### [ACTIVITY]
Exactly as written, copy the lines of the data below from the first through the one containing "use thiserror::Error;".

### [Stored data]

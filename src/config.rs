//! Coordinator configuration.
//!
//! `CoordinatorConfig` is the explicit, validated configuration handed to the coordinator at
//! construction. The subset that applications may change at runtime lives in [`Settings`] and
//! is shared through a [`DynamicConfig`](crate::adaptive::DynamicConfig).

use http::HeaderValue;
use std::time::Duration;
use thiserror::Error;

/// Default number of requests combined into one batch exchange.
pub const DEFAULT_MAX_REQUESTS_PER_BATCH: usize = 10;
/// Default number of exchanges in flight at once.
pub const DEFAULT_MAX_ACTIVE_REQUESTS: usize = 6;
/// Default debounce window before pending requests are dispatched.
pub const DEFAULT_BATCH_TIMEOUT: Duration = Duration::from_millis(20);
/// Give up retrying when nothing succeeded for this long.
pub const DEFAULT_GIVE_UP_TIMEOUT: Duration = Duration::from_secs(90);
/// Longest URL sent as-is; the practical browser/server limit is 2048 and parameters are
/// appended later.
pub const DEFAULT_MAX_URL_LENGTH: usize = 1900;

/// Errors produced while validating configuration.
#[derive(Debug, Clone, PartialEq, Eq, Error)]
pub enum BuildError {
    #[error("max_requests_per_batch must be > 0 (got {0})")]
    InvalidMaxPerBatch(usize),
    #[error("max_active_requests must be > 0 (got {0})")]
    InvalidMaxActive(usize),
    #[error("give_up_timeout must be > 0")]
    InvalidGiveUpTimeout,
    #[error("rate_limit_interval must be > 0")]
    InvalidRateLimitInterval,
    #[error("invalid service base URL '{0}'")]
    InvalidBaseUrl(String),
}

/// Constants of the pacing policy. The exact values are empirical; only the shape of the
/// policy (ratchet-only increase, floor at zero) is fixed.
#[derive(Debug, Clone, PartialEq, Eq)]
pub struct PacingConfig {
    /// Interval the `x-ratelimit-limit` header is assumed to refer to. Also the fallback
    /// wait when a throttled response has no usable `Retry-After`.
    pub rate_limit_interval: Duration,
    /// Added to the interval before dividing it among permitted requests.
    pub safety_margin: Duration,
    /// Added to the inter-request delay on each throttling event.
    pub throttle_increment: Duration,
    /// Aborts faster than this are treated as preflight throttling rather than timeouts.
    pub preflight_abort_window: Duration,
}

impl Default for PacingConfig {
    fn default() -> Self {
        Self {
            rate_limit_interval: Duration::from_millis(1000),
            safety_margin: Duration::from_millis(60),
            throttle_increment: Duration::from_millis(100),
            preflight_abort_window: Duration::from_secs(15),
        }
    }
}

/// Settings that may change while the coordinator is running.
#[derive(Debug, Clone, PartialEq, Eq)]
pub struct Settings {
    pub service_base_url: String,
    pub max_requests_per_batch: usize,
    pub max_active_requests: usize,
    pub api_key: String,
    /// Sent as the `Authorization` header of every exchange.
    pub authorization: Option<HeaderValue>,
}

impl Default for Settings {
    fn default() -> Self {
        Self {
            service_base_url: String::new(),
            max_requests_per_batch: DEFAULT_MAX_REQUESTS_PER_BATCH,
            max_active_requests: DEFAULT_MAX_ACTIVE_REQUESTS,
            api_key: String::new(),
            authorization: None,
        }
    }
}

/// Full coordinator configuration.
#[derive(Debug, Clone, PartialEq, Eq)]
pub struct CoordinatorConfig {
    pub service_base_url: String,
    pub max_requests_per_batch: usize,
    pub max_active_requests: usize,
    pub batch_timeout: Duration,
    pub give_up_timeout: Duration,
    pub max_url_length: usize,
    pub api_key: String,
    pub pacing: PacingConfig,
}

impl Default for CoordinatorConfig {
    fn default() -> Self {
        Self {
            service_base_url: String::new(),
            max_requests_per_batch: DEFAULT_MAX_REQUESTS_PER_BATCH,
            max_active_requests: DEFAULT_MAX_ACTIVE_REQUESTS,
            batch_timeout: DEFAULT_BATCH_TIMEOUT,
            give_up_timeout: DEFAULT_GIVE_UP_TIMEOUT,
            max_url_length: DEFAULT_MAX_URL_LENGTH,
            api_key: String::new(),
            pacing: PacingConfig::default(),
        }
    }
}

impl CoordinatorConfig {
    /// Configuration for a service base URL with every other value defaulted.
    pub fn new(service_base_url: impl Into<String>) -> Self {
        Self { service_base_url: service_base_url.into(), ..Self::default() }
    }

    /// Check invariants and normalise the base URL (no trailing slash) and API key (trimmed).
    pub fn validate(mut self) -> Result<Self, BuildError> {
        self.service_base_url = normalize_base_url(&self.service_base_url)?;
        if self.max_requests_per_batch == 0 {
            return Err(BuildError::InvalidMaxPerBatch(0));
        }
        if self.max_active_requests == 0 {
            return Err(BuildError::InvalidMaxActive(0));
        }
        if self.give_up_timeout.is_zero() {
            return Err(BuildError::InvalidGiveUpTimeout);
        }
        if self.pacing.rate_limit_interval.is_zero() {
            return Err(BuildError::InvalidRateLimitInterval);
        }
        self.api_key = self.api_key.trim().to_string();
        Ok(self)
    }

    /// The runtime-mutable part of this configuration.
    pub fn settings(&self) -> Settings {
        Settings {
            service_base_url: self.service_base_url.clone(),
            max_requests_per_batch: self.max_requests_per_batch,
            max_active_requests: self.max_active_requests,
            api_key: self.api_key.clone(),
            authorization: None,
        }
    }
}

/// Trim whitespace and trailing slashes; a non-empty base must be an absolute URL.
pub fn normalize_base_url(base: &str) -> Result<String, BuildError> {
    let base = base.trim().trim_end_matches('/').to_string();
    if !base.is_empty() && url::Url::parse(&base).is_err() {
        return Err(BuildError::InvalidBaseUrl(base));
    }
    Ok(base)
}
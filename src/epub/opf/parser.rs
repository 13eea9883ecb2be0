//! OPF解析器模块
//!
//! 提供OPF（Open Packaging Format）文件的XML解析功能。

use crate::epub::error::{EpubError, Result};
use crate::epub::opf::{manifest::ManifestItem, spine::SpineItem};
use crate::epub::unquote;
use quick_xml::events::Event;
use quick_xml::reader::Reader;
use std::collections::HashMap;
use std::path::Path;

/// OPF文件解析结果
#[derive(Debug, Clone, Default)]
pub struct Opf {
    /// 清单项(文件列表)
    pub manifest: HashMap<String, ManifestItem>,
    /// 清单项ID的声明顺序，扫描清单时以此为准，保证结果确定
    pub manifest_order: Vec<String>,
    /// 脊柱(阅读顺序)
    pub spine: Vec<SpineItem>,
    /// 脊柱的目录引用
    pub spine_toc: Option<String>,
}

impl Opf {
    /// 解析OPF文件内容
    ///
    /// # 参数
    /// * `xml_content` - OPF文件的XML内容
    ///
    /// # 返回值
    /// * `Result<Opf, EpubError>` - 解析后的OPF信息
    pub fn parse_xml(xml_content: &str) -> Result<Opf> {
        let mut reader = Reader::from_str(xml_content);
        reader.config_mut().trim_text(true);
        reader.config_mut().expand_empty_elements = true;

        let mut manifest = HashMap::new();
        let mut manifest_order = Vec::new();
        let mut spine = Vec::new();
        let mut spine_toc = None;

        let mut buf = Vec::new();
        let mut current_section = String::new();

        loop {
            match reader.read_event_into(&mut buf)? {
                Event::Start(ref e) | Event::Empty(ref e) => {
                    let local_name_bytes = e.local_name();
                    let local_name = String::from_utf8_lossy(local_name_bytes.as_ref());

                    match local_name.as_ref() {
                        "manifest" => {
                            current_section = "manifest".to_string();
                        }
                        "spine" => {
                            current_section = "spine".to_string();
                            spine_toc = Self::parse_spine_toc(e)?;
                        }
                        "item" if current_section == "manifest" => {
                            Self::parse_manifest_item(e, &mut manifest, &mut manifest_order)?;
                        }
                        "itemref" if current_section == "spine" => {
                            Self::parse_spine_item(e, &mut spine)?;
                        }
                        _ => {}
                    }
                }
                Event::End(ref e) => {
                    let local_name_bytes = e.local_name();
                    let local_name = String::from_utf8_lossy(local_name_bytes.as_ref());

                    if matches!(local_name.as_ref(), "manifest" | "spine") {
                        current_section.clear();
                    }
                }
                Event::Eof => break,
                _ => {}
            }
            buf.clear();
        }

        Ok(Opf {
            manifest,
            manifest_order,
            spine,
            spine_toc,
        })
    }

    /// 从磁盘加载并解析OPF文件
    ///
    /// 文件不可读或XML格式错误时返回空的Opf（空清单、无脊柱），
    /// 让调用方的回退逻辑继续运行，而不是中断整个流程。
    ///
    /// # 参数
    /// * `path` - OPF文件路径
    pub fn load(path: &Path) -> Opf {
        std::fs::read_to_string(path)
            .ok()
            .and_then(|content| Self::parse_xml(&content).ok())
            .unwrap_or_default()
    }

    /// 解析spine元素的toc属性
    fn parse_spine_toc(e: &quick_xml::events::BytesStart) -> Result<Option<String>> {
        for attr_result in e.attributes() {
            let attr = attr_result.map_err(|err| EpubError::XmlError(quick_xml::Error::InvalidAttr(err)))?;
            if attr.key.local_name().as_ref() == b"toc" {
                return Ok(Some(String::from_utf8_lossy(&attr.value).to_string()));
            }
        }
        Ok(None)
    }

    /// 解析清单项
    fn parse_manifest_item(
        e: &quick_xml::events::BytesStart,
        manifest: &mut HashMap<String, ManifestItem>,
        manifest_order: &mut Vec<String>,
    ) -> Result<()> {
        let mut item = ManifestItem {
            id: String::new(),
            href: String::new(),
            media_type: String::new(),
            properties: None,
        };

        // 解析item属性
        for attr_result in e.attributes() {
            let attr = attr_result.map_err(|e| EpubError::XmlError(quick_xml::Error::InvalidAttr(e)))?;
            match attr.key.local_name().as_ref() {
                b"id" => {
                    item.id = String::from_utf8_lossy(&attr.value).to_string();
                }
                b"href" => {
                    item.href = String::from_utf8_lossy(&attr.value).to_string();
                }
                b"media-type" => {
                    item.media_type = String::from_utf8_lossy(&attr.value).to_string();
                }
                b"properties" => {
                    item.properties = Some(String::from_utf8_lossy(&attr.value).to_string());
                }
                _ => {}
            }
        }

        // 没有id的条目直接丢弃；重复id只保留最后一个，顺序记第一次出现
        if !item.id.is_empty() {
            if !manifest.contains_key(&item.id) {
                manifest_order.push(item.id.clone());
            }
            manifest.insert(item.id.clone(), item);
        }

        Ok(())
    }

    /// 解析脊柱项
    fn parse_spine_item(
        e: &quick_xml::events::BytesStart,
        spine: &mut Vec<SpineItem>,
    ) -> Result<()> {
        let mut spine_item = SpineItem {
            idref: String::new(),
            linear: true,
        };

        // 解析itemref属性
        for attr_result in e.attributes() {
            let attr = attr_result.map_err(|e| EpubError::XmlError(quick_xml::Error::InvalidAttr(e)))?;
            match attr.key.local_name().as_ref() {
                b"idref" => {
                    spine_item.idref = String::from_utf8_lossy(&attr.value).to_string();
                }
                b"linear" => {
                    let linear_value = String::from_utf8_lossy(&attr.value);
                    spine_item.linear = linear_value != "no";
                }
                _ => {}
            }
        }

        if !spine_item.idref.is_empty() {
            spine.push(spine_item);
        }

        Ok(())
    }

    /// 按声明顺序遍历清单项
    fn items_in_order(&self) -> impl Iterator<Item = &ManifestItem> {
        self.manifest_order.iter().filter_map(|id| self.manifest.get(id))
    }

    /// 获取EPUB3语义导航文档的路径
    ///
    /// 多个条目都带nav属性时，取清单中最先声明的那个。
    ///
    /// # 返回值
    /// * `Option<String>` - 导航文档相对于OPF的路径
    pub fn nav_href(&self) -> Option<String> {
        self.items_in_order()
            .find(|item| item.is_nav() && !item.href.is_empty())
            .map(|item| item.href.clone())
    }

    /// 获取NCX导航控制文件的路径
    ///
    /// 优先使用spine的toc属性引用的清单项；引用无效时，退而扫描清单中
    /// 第一个声明的NCX媒体类型条目。
    ///
    /// # 返回值
    /// * `Option<String>` - NCX文件相对于OPF的路径
    pub fn ncx_href(&self) -> Option<String> {
        let from_spine = self.spine_toc.as_ref()
            .and_then(|idref| self.manifest.get(idref));
        let item = from_spine
            .or_else(|| self.items_in_order().find(|item| item.is_ncx()))?;

        if item.href.is_empty() {
            None
        } else {
            Some(item.href.clone())
        }
    }

    /// 获取书脊声明的阅读顺序(HTML类内容文档的相对路径)
    ///
    /// 按书脊声明顺序解析idref；清单中不存在的idref跳过，不视为错误。
    /// 路径经过URL解码。
    ///
    /// # 返回值
    /// * `Vec<String>` - 内容文档路径列表
    pub fn reading_order(&self) -> Vec<String> {
        self.spine.iter()
            .filter_map(|spine_item| self.manifest.get(&spine_item.idref))
            .filter(|item| !item.href.is_empty() && item.is_document())
            .map(|item| unquote(&item.href))
            .collect()
    }
}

### [EXERCISE ANSWER]
filename src/config.rs
//! Coordinator configuration.
//!
//! `CoordinatorConfig` is the explicit, validated configuration handed to the coordinator at
//! construction. The subset that applications may change at runtime lives in [`Settings`] and
//! is shared through a [`DynamicConfig`](crate::adaptive::DynamicConfig).

use http::HeaderValue;
use std::time::Duration;
use thiserror::Error;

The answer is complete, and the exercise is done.